Terlebih lagi bahawa kemampuan berijtihad merupakan salah satu sifat khas para imam hadith pada masa-masa awal. Memandang Tinggi Kedudukan Ilmu dan Ulama Sikap Abu Dawud yang memandang tinggi terhadap kedudukan ilmu dan ulama ini dapat dilihat pada kisah berikut sebagaimana dituturkan, dengan sanad lengkap, oleh Imam al-Khattabi, dari Abu Bakar bin Jabir, pembantu Abu Dawud. Ia berkata: "Aku bersama Abu Dawud tinggi di Baghdad. Pada suatu waktu, ketika kami selesai menunaikan shalat Maghrib, tiba-tiba pintu rumah diketuk orang, lalu pintu aku buka dan seorang pelayan melaporkan bahawa Amir Abu Ahmad al-Muwaffaq mohon ijin untuk masuk. Kemudian aku melapor kepada Abu Dawud tentang tamu ini, dan ia pun mengijinkan. Sang Amir pun masuk, lalu duduk.
Tak lama kemudian Abu Dawud menemuinya seraya berkata: "Gerangan apakah yang membawamu datang ke sini pada saat seperti ini?" "Tiga kepentingan," jawab Amir. "Kepentingan apa?" tanyanya. Amir menjelaskan, "Hendaknya tuan berpindah ke Basrah dan menetap di sana, supaya para penuntut ilmu dari berbagai penjuru dunia datang belajar kepada tuan; dengan demikian Basrah akan makmur kembali. Ini mengingat bahawa Basrah telah hancur dan ditinggalkan orang akibat tragedy Zenji." Abu Dawud berkata: "Itu yang pertama, sebutkan yang kedua!" "Hendaknya tuan berkenan mengajarkan kitab Sunan kepada putra-putraku," kata Amir. "Ya, ketiga?" Tanya Abu Dawud kembali. Amir menerangkan: "Hendaknya tuan mengadakan majlis tersendiri untuk mengajarkan hadith kepada putra-putra khalifah, sebab mereka tidak mau duduk bersama-sama dengan orang umum." Abu Dawud menjawab: "Permintaan ketiga tidak dapat aku penuhi; sebab manusia itu baik pejabat terhormat maupun rakyat melarat, dalam bidang ilmu sama." Ibn Jabir menjelaskan: "Maka sejak itu putra-putra khalifah hadir dan duduk bersama di majlis taklim; hanya saja di antara mereka dengan orang umum di pasang tirai, dengan demikian mereka dapat belajar bersama-sama." Maka hendaknya para ulama tidak mendatangi para raja dan penguasa, tetapi merekalah yang harus datang kepada para ulama.

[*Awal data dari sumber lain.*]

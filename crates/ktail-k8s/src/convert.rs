use k8s_openapi::api::core::v1::Pod;

use ktail_types::{ContainerSpec, PodSnapshot};

/// Decode a Pod into an owned snapshot, or explain why it cannot be used
pub fn pod_snapshot(pod: &Pod) -> Result<PodSnapshot, String> {
    let meta = &pod.metadata;
    let name = meta.name.clone().ok_or("pod has no metadata.name")?;
    let namespace = meta
        .namespace
        .clone()
        .ok_or_else(|| format!("pod {} has no metadata.namespace", name))?;
    let spec = pod
        .spec
        .as_ref()
        .ok_or_else(|| format!("pod {}/{} has no spec", namespace, name))?;

    Ok(PodSnapshot {
        namespace,
        name,
        uid: meta.uid.clone(),
        labels: meta.labels.clone().unwrap_or_default(),
        containers: spec
            .containers
            .iter()
            .map(|c| ContainerSpec {
                name: c.name.clone(),
                image: c.image.clone(),
            })
            .collect(),
    })
}
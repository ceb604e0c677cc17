use std::fmt;
use std::sync::Arc;

use ktail_types::{ContainerSpec, LogEntry, PodSnapshot};

use crate::error::TailError;

/// Called for every log record read by a tailer
pub type OnEvent = Arc<dyn Fn(LogEntry) + Send + Sync>;

/// Admission gate: return `false` to skip tailing the container
pub type OnEnter = Arc<dyn Fn(&PodSnapshot, &ContainerSpec) -> bool + Send + Sync>;

/// Called after a container's tailer has been removed and stopped
pub type OnExit = Arc<dyn Fn(&PodSnapshot, &ContainerSpec) + Send + Sync>;

/// Called when a tailer terminates abnormally
pub type OnError = Arc<dyn Fn(&PodSnapshot, &ContainerSpec, &TailError) + Send + Sync>;

/// The hooks a caller integrates against
///
/// Only the boolean returned by `on_enter` influences the controller;
/// the others are notifications.
#[derive(Clone)]
pub struct Callbacks {
    pub on_event: OnEvent,
    pub on_enter: OnEnter,
    pub on_exit: OnExit,
    pub on_error: OnError,
}

impl Callbacks {
    /// Admit every container and ignore all notifications
    pub fn new() -> Self {
        Self {
            on_event: Arc::new(|_: LogEntry| {}),
            on_enter: Arc::new(|_: &PodSnapshot, _: &ContainerSpec| true),
            on_exit: Arc::new(|_: &PodSnapshot, _: &ContainerSpec| {}),
            on_error: Arc::new(|_: &PodSnapshot, _: &ContainerSpec, _: &TailError| {}),
        }
    }

    pub fn on_event<F>(mut self, f: F) -> Self
    where
        F: Fn(LogEntry) + Send + Sync + 'static,
    {
        self.on_event = Arc::new(f);
        self
    }

    pub fn on_enter<F>(mut self, f: F) -> Self
    where
        F: Fn(&PodSnapshot, &ContainerSpec) -> bool + Send + Sync + 'static,
    {
        self.on_enter = Arc::new(f);
        self
    }

    pub fn on_exit<F>(mut self, f: F) -> Self
    where
        F: Fn(&PodSnapshot, &ContainerSpec) + Send + Sync + 'static,
    {
        self.on_exit = Arc::new(f);
        self
    }

    pub fn on_error<F>(mut self, f: F) -> Self
    where
        F: Fn(&PodSnapshot, &ContainerSpec, &TailError) + Send + Sync + 'static,
    {
        self.on_error = Arc::new(f);
        self
    }
}

impl Default for Callbacks {
    fn default() -> Self {
        Self::new()
    }
}

impl fmt::Debug for Callbacks {
    fn fmt(&self, f: &mut fmt::Formatter<'_>) -> fmt::Result {
        f.debug_struct("Callbacks").finish_non_exhaustive()
    }
}
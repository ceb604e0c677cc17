//! Kubernetes client for ktail
//!
//! This crate provides kubeconfig handling and the pod [`WatchSource`]
//! backed by the Kubernetes list and watch APIs.
//!
//! [`WatchSource`]: ktail_core::WatchSource

mod client;
mod convert;
mod watch;

pub use client::KubeClient;
pub use convert::pod_snapshot;
pub use watch::KubeWatchSource;
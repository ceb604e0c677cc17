use chrono::{DateTime, Utc};
use serde_json::Value;
use std::collections::HashMap;

use ktail_types::{ContainerKey, LogEntry, LogLevel};

/// Level keywords, most severe first
const LEVEL_WORDS: [(&str, LogLevel); 10] = [
    ("FATAL", LogLevel::Fatal),
    ("PANIC", LogLevel::Fatal),
    ("CRITICAL", LogLevel::Fatal),
    ("ERROR", LogLevel::Error),
    ("ERR", LogLevel::Error),
    ("WARNING", LogLevel::Warn),
    ("WARN", LogLevel::Warn),
    ("INFO", LogLevel::Info),
    ("DEBUG", LogLevel::Debug),
    ("TRACE", LogLevel::Trace),
];

/// JSON keys that commonly carry the level
const LEVEL_FIELDS: [&str; 8] = [
    "level",
    "lvl",
    "severity",
    "log.level",
    "loglevel",
    "log_level",
    "Level",
    "LEVEL",
];

/// Log parser for extracting structure from raw log lines
pub struct LogParser;

impl LogParser {
    /// Parse one line read from a container into a LogEntry
    pub fn parse(line: &str, key: &ContainerKey, line_number: u64) -> LogEntry {
        // Kubernetes prefixes each line with an RFC 3339 timestamp when asked to
        let (timestamp, content) = Self::split_timestamp(line);

        let mut entry = LogEntry::new(key, line_number, content.to_string());
        entry.timestamp = timestamp;

        match Self::parse_json(content) {
            Some(fields) => {
                entry.level = Self::level_from_json(&fields);
                entry.fields = Some(fields);
            }
            None => entry.level = Self::level_from_text(content),
        }

        entry
    }

    /// Split a leading timestamp such as `2024-01-15T10:30:00.123456789Z` off the line
    fn split_timestamp(line: &str) -> (Option<DateTime<Utc>>, &str) {
        let Some((head, rest)) = line.split_once(' ') else {
            return match DateTime::parse_from_rfc3339(line) {
                Ok(ts) => (Some(ts.with_timezone(&Utc)), ""),
                Err(_) => (None, line),
            };
        };

        match DateTime::parse_from_rfc3339(head) {
            Ok(ts) => (Some(ts.with_timezone(&Utc)), rest),
            Err(_) => (None, line),
        }
    }

    fn parse_json(content: &str) -> Option<HashMap<String, Value>> {
        let trimmed = content.trim();
        if !trimmed.starts_with('{') {
            return None;
        }

        match serde_json::from_str::<Value>(trimmed).ok()? {
            Value::Object(map) => Some(map.into_iter().collect()),
            _ => None,
        }
    }

    fn level_from_json(fields: &HashMap<String, Value>) -> LogLevel {
        for field in LEVEL_FIELDS {
            match fields.get(field) {
                Some(Value::String(s)) => return LogLevel::parse(s),
                // Numeric levels as used by pino/bunyan
                Some(Value::Number(n)) => {
                    if let Some(num) = n.as_u64() {
                        return match num {
                            0..=10 => LogLevel::Trace,
                            11..=20 => LogLevel::Debug,
                            21..=30 => LogLevel::Info,
                            31..=40 => LogLevel::Warn,
                            41..=50 => LogLevel::Error,
                            _ => LogLevel::Fatal,
                        };
                    }
                }
                _ => {}
            }
        }

        LogLevel::Unknown
    }

    /// Look for `[LEVEL]`, `LEVEL:`, ` LEVEL ` and finally a leading `LEVEL`
    fn level_from_text(content: &str) -> LogLevel {
        let upper = content.to_uppercase();

        let decorated: [fn(&str) -> String; 3] = [
            |w| format!("[{}]", w),
            |w| format!("{}:", w),
            |w| format!(" {} ", w),
        ];
        for decorate in decorated {
            for (word, level) in LEVEL_WORDS {
                if upper.contains(&decorate(word)) {
                    return level;
                }
            }
        }

        let start = upper.trim_start();
        LEVEL_WORDS
            .iter()
            .find(|(word, _)| start.starts_with(*word))
            .map(|(_, level)| *level)
            .unwrap_or(LogLevel::Unknown)
    }
}
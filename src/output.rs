//! Rendering of log entries to stdout

use std::io::{self, Write};

use clap::ValueEnum;
use serde::Deserialize;

use ktail_logs::LogEntry;

#[derive(Clone, Copy, Debug, Default, PartialEq, Eq, ValueEnum, Deserialize)]
#[serde(rename_all = "lowercase")]
pub enum OutputFormat {
    /// `pod/container message`, using the message field of JSON logs
    #[default]
    Text,
    /// One JSON object per line
    Json,
    /// The message only, as for text
    Raw,
}

/// Formats entries for one output stream
#[derive(Clone, Debug)]
pub struct Printer {
    format: OutputFormat,
    timestamps: bool,
    show_namespace: bool,
}

impl Printer {
    pub fn new(format: OutputFormat, timestamps: bool, show_namespace: bool) -> Self {
        Self {
            format,
            timestamps,
            show_namespace,
        }
    }

    /// Render one entry as a single line (without the newline)
    pub fn format(&self, entry: &LogEntry) -> String {
        match self.format {
            OutputFormat::Json => serde_json::to_string(entry).unwrap_or_else(|_| entry.raw.clone()),
            OutputFormat::Raw => entry.message().to_string(),
            OutputFormat::Text => {
                let mut line = String::new();
                if self.timestamps {
                    if let Some(ts) = entry.timestamp {
                        line.push_str(&ts.format("%Y-%m-%dT%H:%M:%S%.3fZ ").to_string());
                    }
                }
                if self.show_namespace {
                    line.push_str(&entry.namespace);
                    line.push('/');
                }
                line.push_str(&entry.pod);
                line.push('/');
                line.push_str(&entry.container);
                line.push(' ');
                line.push_str(entry.message());
                line
            }
        }
    }

    /// Write one entry to stdout
    pub fn print(&self, entry: &LogEntry) -> io::Result<()> {
        let line = self.format(entry);
        let mut out = io::stdout().lock();
        writeln!(out, "{}", line)?;
        out.flush()
    }
}
use std::collections::HashMap;
use std::collections::hash_map::Entry;
use std::sync::Arc;

use parking_lot::{Mutex, MutexGuard};
use tokio::task::JoinHandle;

use ktail_types::{ContainerKey, ContainerSpec, PodSnapshot};

use crate::tailer::Tailer;

/// A running tailer together with the snapshot it was started from
pub struct TailerEntry<T> {
    pub pod: PodSnapshot,
    pub container: ContainerSpec,
    tailer: Arc<T>,
    task: JoinHandle<()>,
}

impl<T: Tailer> TailerEntry<T> {
    pub fn new(pod: PodSnapshot, container: ContainerSpec, tailer: Arc<T>, task: JoinHandle<()>) -> Self {
        Self {
            pod,
            container,
            tailer,
            task,
        }
    }

    /// Ask the tailer to stop without waiting for its task
    pub fn stop(&self) {
        self.tailer.stop();
    }

    /// Give up the entry, keeping only its task handle
    pub fn into_task(self) -> JoinHandle<()> {
        self.task
    }
}

/// Map of active tailers keyed by container, behind a single lock
pub struct TailerRegistry<T> {
    entries: Mutex<HashMap<ContainerKey, TailerEntry<T>>>,
}

impl<T: Tailer> TailerRegistry<T> {
    pub fn new() -> Self {
        Self {
            entries: Mutex::new(HashMap::new()),
        }
    }

    /// Take the registry lock.
    ///
    /// Lookups, inserts and removals made through one guard are atomic with
    /// respect to every other guard. Never hold it across an `.await`.
    pub fn lock(&self) -> RegistryGuard<'_, T> {
        RegistryGuard {
            entries: self.entries.lock(),
        }
    }

    pub fn len(&self) -> usize {
        self.entries.lock().len()
    }

    pub fn is_empty(&self) -> bool {
        self.entries.lock().is_empty()
    }

    /// Sorted list of registered keys
    pub fn keys(&self) -> Vec<ContainerKey> {
        let mut keys: Vec<ContainerKey> = self.entries.lock().keys().cloned().collect();
        keys.sort();
        keys
    }

    /// Remove every entry (shutdown only)
    pub fn drain(&self) -> Vec<(ContainerKey, TailerEntry<T>)> {
        self.entries.lock().drain().collect()
    }
}

impl<T: Tailer> Default for TailerRegistry<T> {
    fn default() -> Self {
        Self::new()
    }
}

/// Exclusive access to the registry
pub struct RegistryGuard<'a, T> {
    entries: MutexGuard<'a, HashMap<ContainerKey, TailerEntry<T>>>,
}

impl<T: Tailer> RegistryGuard<'_, T> {
    pub fn contains(&self, key: &ContainerKey) -> bool {
        self.entries.contains_key(key)
    }

    /// Insert unless the key is occupied, in which case the entry is handed back
    pub fn try_insert(&mut self, key: ContainerKey, entry: TailerEntry<T>) -> Result<(), TailerEntry<T>> {
        match self.entries.entry(key) {
            Entry::Occupied(_) => Err(entry),
            Entry::Vacant(slot) => {
                slot.insert(entry);
                Ok(())
            }
        }
    }

    pub fn remove(&mut self, key: &ContainerKey) -> Option<TailerEntry<T>> {
        self.entries.remove(key)
    }
}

Dan kesamaan darjat dalam ilmu dan pengetahuan ini, hendaklah dikembangkan apa yang telah dilakukan Abu Dawud tersebut. Tanggal Wafatnya Setelah mengalami kehidupan penuh berkat yang diisi dengan aktivitas ilmia, menghimpun dan menyebarluaskan hadith, Abu Dawud meninggal dunia di Basrah yang dijadikannya sebagai tempat tinggal atas permintaan Amir sebagaimana telah diceritakan. Ia wafat pada tanggal 16 Syawwal 275 H/889M. Semoga Allah senantiasa melimpahkan rahmat dan ridha-Nya kepadanya. Karya-karyanya Imam Abu Dawud banyak memiliki karya, antara lain: · Kitab AS-Sunnan (Sunan Abu Dawud). · Kitab Al-Marasil. · Kitab Al-Qadar. · An-Nasikh wal-Mansukh. · Fada'il al-A'mal. · Kitab Az-Zuhd. · Dala'il an-Nubuwah. · Ibtida' al-Wahyu. · Ahbar al-Khawarij.

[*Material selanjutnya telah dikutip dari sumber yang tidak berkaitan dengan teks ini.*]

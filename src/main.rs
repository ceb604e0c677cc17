use std::path::PathBuf;
use std::sync::Arc;
use std::sync::atomic::{AtomicBool, Ordering};

use anyhow::{Context, Result};
use clap::Parser;
use tokio_util::sync::CancellationToken;

use ktail_core::{Callbacks, Controller};
use ktail_k8s::{KubeClient, KubeWatchSource};
use ktail_logs::ContainerTailerFactory;

mod config;
mod output;
mod shutdown;

use config::Config;
use output::{OutputFormat, Printer};

/// ktail - tail the logs of every container in every matching pod
#[derive(Parser, Debug)]
#[command(name = "ktail")]
#[command(author, version, about, long_about = None)]
pub struct Args {
    /// Only tail pods or containers whose name matches one of these regexes
    #[arg(value_name = "PATTERN")]
    patterns: Vec<String>,

    /// Namespace (defaults to the context's namespace, then "default")
    #[arg(short = 'n', long)]
    namespace: Option<String>,

    /// Watch pods in every namespace
    #[arg(short = 'A', long, conflicts_with = "namespace")]
    all_namespaces: bool,

    /// Kubernetes context name
    #[arg(long)]
    context: Option<String>,

    /// Path to the kubeconfig file
    #[arg(long, value_name = "PATH")]
    kubeconfig: Option<PathBuf>,

    /// Label selector (e.g. app=web,tier in (frontend))
    #[arg(short = 'l', long)]
    selector: Option<String>,

    /// Skip pods or containers whose name matches this regex (repeatable)
    #[arg(short = 'x', long, value_name = "PATTERN")]
    exclude: Vec<String>,

    /// Historical lines to show for containers that were already running
    #[arg(long)]
    tail_lines: Option<i64>,

    /// Only show history newer than this for containers that were already running
    #[arg(long)]
    since_seconds: Option<i64>,

    /// Prefix lines with their timestamp
    #[arg(short = 't', long)]
    timestamps: bool,

    /// Output format
    #[arg(short = 'o', long, value_enum)]
    output: Option<OutputFormat>,

    /// Only report errors
    #[arg(short = 'q', long)]
    quiet: bool,

    /// Seconds to wait for tailers to stop on exit
    #[arg(long, value_name = "SECS")]
    shutdown_timeout_secs: Option<u64>,

    /// TOML config file with defaults for these options
    #[arg(long, value_name = "PATH")]
    config: Option<PathBuf>,
}

#[tokio::main]
async fn main() -> Result<()> {
    let config = Config::load(Args::parse())?;

    let default_level = if config.quiet {
        tracing::Level::WARN
    } else {
        tracing::Level::INFO
    };
    tracing_subscriber::fmt()
        .with_env_filter(
            tracing_subscriber::EnvFilter::builder()
                .with_default_directive(default_level.into())
                .from_env_lossy(),
        )
        .with_writer(std::io::stderr)
        .with_target(false)
        .init();

    let result = run(config).await;

    if let Err(e) = &result {
        eprintln!("Error: {:#}", e);
    }

    result
}

async fn run(config: Config) -> Result<()> {
    let kube = KubeClient::load(config.kubeconfig.as_deref())?;
    let client = kube.connect(config.context.as_deref()).await?;

    let namespace = if config.all_namespaces {
        None
    } else {
        Some(
            config
                .namespace
                .clone()
                .or_else(|| kube.context_namespace(config.context.as_deref()))
                .unwrap_or_else(|| "default".to_string()),
        )
    };

    let shutdown = CancellationToken::new();
    let printer = Printer::new(config.output, config.timestamps, namespace.is_none());
    let callbacks = callbacks(&config, printer, shutdown.clone());

    let source = KubeWatchSource::new(client.clone(), namespace.as_deref());
    let factory = ContainerTailerFactory::new(client, config.tail.clone());
    let controller = Controller::new(source, factory, namespace, config.selector.clone(), callbacks)
        .with_shutdown_timeout(config.shutdown_timeout);

    let signals = tokio::spawn(shutdown::wait_for_signal(shutdown.clone()));

    let outcome = controller.run(shutdown.clone()).await;
    shutdown.cancel();
    if let Ok(Some(reason)) = signals.await {
        tracing::debug!(?reason, "shutdown requested");
    }

    let stats = controller.stats();
    tracing::debug!(
        admitted = stats.admitted,
        evicted = stats.evicted,
        failed = stats.failed,
        malformed = stats.malformed,
        watch_errors = stats.watch_errors,
        "controller stopped"
    );

    outcome.context("Pod watch failed")
}

/// Wire the controller hooks to the container filter, stdout and the log
fn callbacks(config: &Config, printer: Printer, shutdown: CancellationToken) -> Callbacks {
    let filter = config.filter.clone();
    let output_closed = Arc::new(AtomicBool::new(false));

    Callbacks::new()
        .on_enter(move |pod, container| {
            if !filter.matches(pod, container) {
                return false;
            }
            tracing::info!(
                namespace = %pod.namespace,
                pod = %pod.name,
                container = %container.name,
                "+ tailing"
            );
            true
        })
        .on_exit(|pod, container| {
            tracing::info!(
                namespace = %pod.namespace,
                pod = %pod.name,
                container = %container.name,
                "- stopped"
            );
        })
        .on_error(|pod, container, err| {
            tracing::error!(
                namespace = %pod.namespace,
                pod = %pod.name,
                container = %container.name,
                error = %err,
                "tailer failed"
            );
        })
        .on_event(move |entry| {
            if let Err(e) = printer.print(&entry) {
                // Downstream closed (e.g. `ktail | head`): stop everything once
                if !output_closed.swap(true, Ordering::SeqCst) {
                    tracing::debug!(error = %e, "stdout closed; shutting down");
                    shutdown.cancel();
                }
            }
        })
}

Di antara karya-karya tersebut yang paling bernilai tinggi dan masih tetap beredar adalah kitab Amerika Serikat-Sunnan, yang kemudian terkenal dengan nama Sunan Abi Dawud. Kitab Sunan Karya Abu Dawud Metode Abu Dawud dalam Penyusunan Sunan-nya Karya-karya di bidang hadith, kitab-kitab Jami' Musnad dan sebagainya disamping berisi hadith-hadith hukum, juga memuat hadith-hadith yang berkenaan dengan amal-amal yang terpuji (fada'il a'mal) kisah-kisah, nasehat-nasehat (mawa'iz), adab dan tafsir. Cara demikian tetap berlangsung sampai datang Abu Dawud. Maka Abu Dawud menyusun kitabnya, khusus hanya memuat hadith-hadith hukum dan sunnah-sunnah yang menyangkut hukum. Ketika selesai menyusun kitabnya itu kepada Imam Ahmad bin Hanbal, dan Ibn Hanbal memujinya sebagai kitab yang indah dan baik. Abu Dawud dalam sunannya tidak hanya mencantumkan hadith-hadith shahih semata sebagaimana yang telah dilakukan Imam Bukhari dan Imam Muslim, tetapi ia memasukkan pula kedalamnya hadith shahih, hadith hasan, hadith dha'if yang tidak terlalu lemah dan hadith yang tidak disepakati oleh para imam untuk ditinggalkannya. Hadith-hadith yang sangat lemah, ia jelaskan kelemahannya. Cara yang ditempuh dalam kitabnya itu dapat diketahui dari suratnya yang ia kirimkan kepada penduduk Makkah sebagai jawaban atas pertanyaan yang diajukan mereka mengenai kitab Sunannya. Abu Dawud menulis sbb: "Aku mendengar dan menulis hadith Rasulullah SAW sebanyak 500.000 buah. Dari jumlah itu, aku seleksi sebanyak 4.800 hadith yang kemudian aku tuangkan dalam kitab Sunan ini. Dalam kitab tersebut aku himpun hadith-hadith shahih, semi shahih dan yang mendekati shahih.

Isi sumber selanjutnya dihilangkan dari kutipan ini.